■ SUPPLIED ENTRIES
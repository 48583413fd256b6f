//! Typed views of the Spark application REST API.
//!
//! The upstream schema is fixed and not owned by this crate. Unknown fields
//! are ignored so newer Spark versions keep decoding; the fields we do read
//! are strict. A record without an `id` is useless (its metric series would
//! have no label), and a numeric field of the wrong shape means the upstream
//! schema drifted, so either case fails the whole decode rather than emitting
//! partial records.

use serde::Deserialize;
use thiserror::Error;

/// Decode failures for Spark API responses.
#[derive(Debug, Error)]
pub enum DecodeError {
    #[error("Malformed Spark API response: {0}")]
    Malformed(#[from] serde_json::Error),
}

/// One application known to the Spark REST API.
#[derive(Debug, Clone, Deserialize)]
#[serde(rename_all = "camelCase")]
pub struct ApplicationInfo {
    /// Application identifier (e.g. "app-20260315101530-0001").
    pub id: String,

    /// Human-readable application name.
    #[serde(default)]
    pub name: String,

    /// Attempts, listed newest first by the Spark API.
    #[serde(default)]
    pub attempts: Vec<AttemptInfo>,

    /// Executors reported for this application. Not part of the applications
    /// response; filled in from the per-application executors endpoint.
    #[serde(skip)]
    pub executors: Vec<ExecutorInfo>,
}

/// One attempt of an application.
#[derive(Debug, Clone, Default, Deserialize)]
#[serde(rename_all = "camelCase")]
pub struct AttemptInfo {
    #[serde(default)]
    pub completed: bool,

    #[serde(default)]
    pub start_time: String,

    #[serde(default)]
    pub end_time: String,

    #[serde(default)]
    pub spark_user: String,
}

/// One executor of an application. Identity is `(application id, executor id)`.
#[derive(Debug, Clone, Deserialize)]
#[serde(rename_all = "camelCase")]
pub struct ExecutorInfo {
    /// Executor identifier (e.g. "driver", "1").
    pub id: String,

    pub active_tasks: i64,
    pub completed_tasks: i64,
    pub failed_tasks: i64,
    pub total_tasks: i64,

    pub disk_used: i64,
    pub memory_used: i64,
    pub max_memory: i64,
    pub rdd_blocks: i64,

    pub total_duration: i64,
    pub total_input_bytes: i64,
    pub total_shuffle_read: i64,
    pub total_shuffle_write: i64,

    #[serde(default)]
    pub host_port: String,

    #[serde(default)]
    pub executor_logs: ExecutorLogs,
}

/// Log locations advertised by an executor.
#[derive(Debug, Clone, Default, Deserialize)]
#[serde(rename_all = "camelCase")]
pub struct ExecutorLogs {
    #[serde(default)]
    pub stderr: String,

    #[serde(default)]
    pub stdout: String,
}

/// Decode the applications list endpoint response.
pub fn decode_applications(body: &[u8]) -> Result<Vec<ApplicationInfo>, DecodeError> {
    Ok(serde_json::from_slice(body)?)
}

/// Decode the per-application executors endpoint response.
pub fn decode_executors(body: &[u8]) -> Result<Vec<ExecutorInfo>, DecodeError> {
    Ok(serde_json::from_slice(body)?)
}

■ TASK OBJECTIVE
Above are some records; extract every one of them exactly.

■ ANSWER FOR THIS EXERCISE
repository 48583413fd256b6f
//! Typed views of the Spark application REST API.
//!
//! The upstream schema is fixed and not owned by this crate. Unknown fields
//! are ignored so newer Spark versions keep decoding; the fields we do read
//! are strict. A record without an `id` is useless (its metric series would
//! have no label), and a numeric field of the wrong shape means the upstream
//! schema drifted, so either case fails the whole decode rather than emitting
//! partial records.

use serde::Deserialize;
use thiserror::Error;

/// Decode failures for Spark API responses.
#[derive(Debug, Error)]
pub enum DecodeError {
    #[error("Malformed Spark API response: {0}")]
    Malformed(#[from] serde_json::Error),
}

/// One application known to the Spark REST API.
#[derive(Debug, Clone, Deserialize)]
#[serde(rename_all = "camelCase")]
pub struct ApplicationInfo {
    /// Application identifier (e.g. "app-20260315101530-0001").
    pub id: String,

    /// Human-readable application name.
    #[serde(default)]
    pub name: String,

    /// Attempts, listed newest first by the Spark API.
    #[serde(default)]
    pub attempts: Vec<AttemptInfo>,

    /// Executors reported for this application. Not part of the applications
    /// response; filled in from the per-application executors endpoint.
    #[serde(skip)]
    pub executors: Vec<ExecutorInfo>,
}

/// One attempt of an application.
#[derive(Debug, Clone, Default, Deserialize)]
#[serde(rename_all = "camelCase")]
pub struct AttemptInfo {
    #[serde(default)]
    pub completed: bool,

    #[serde(default)]
    pub start_time: String,

    #[serde(default)]
    pub end_time: String,

    #[serde(default)]
    pub spark_user: String,
}

/// One executor of an application. Identity is `(application id, executor id)`.
#[derive(Debug, Clone, Deserialize)]
#[serde(rename_all = "camelCase")]
pub struct ExecutorInfo {
    /// Executor identifier (e.g. "driver", "1").
    pub id: String,

    pub active_tasks: i64,
    pub completed_tasks: i64,
    pub failed_tasks: i64,
    pub total_tasks: i64,

    pub disk_used: i64,
    pub memory_used: i64,
    pub max_memory: i64,
    pub rdd_blocks: i64,

    pub total_duration: i64,
    pub total_input_bytes: i64,
    pub total_shuffle_read: i64,
    pub total_shuffle_write: i64,

    #[serde(default)]
    pub host_port: String,

    #[serde(default)]
    pub executor_logs: ExecutorLogs,
}

/// Log locations advertised by an executor.
#[derive(Debug, Clone, Default, Deserialize)]
#[serde(rename_all = "camelCase")]
pub struct ExecutorLogs {
    #[serde(default)]
    pub stderr: String,

    #[serde(default)]
    pub stdout: String,
}

/// Decode the applications list endpoint response.
pub fn decode_applications(body: &[u8]) -> Result<Vec<ApplicationInfo>, DecodeError> {
    Ok(serde_json::from_slice(body)?)
}

/// Decode the per-application executors endpoint response.
pub fn decode_executors(body: &[u8]) -> Result<Vec<ExecutorInfo>, DecodeError> {
    Ok(serde_json::from_slice(body)?)
}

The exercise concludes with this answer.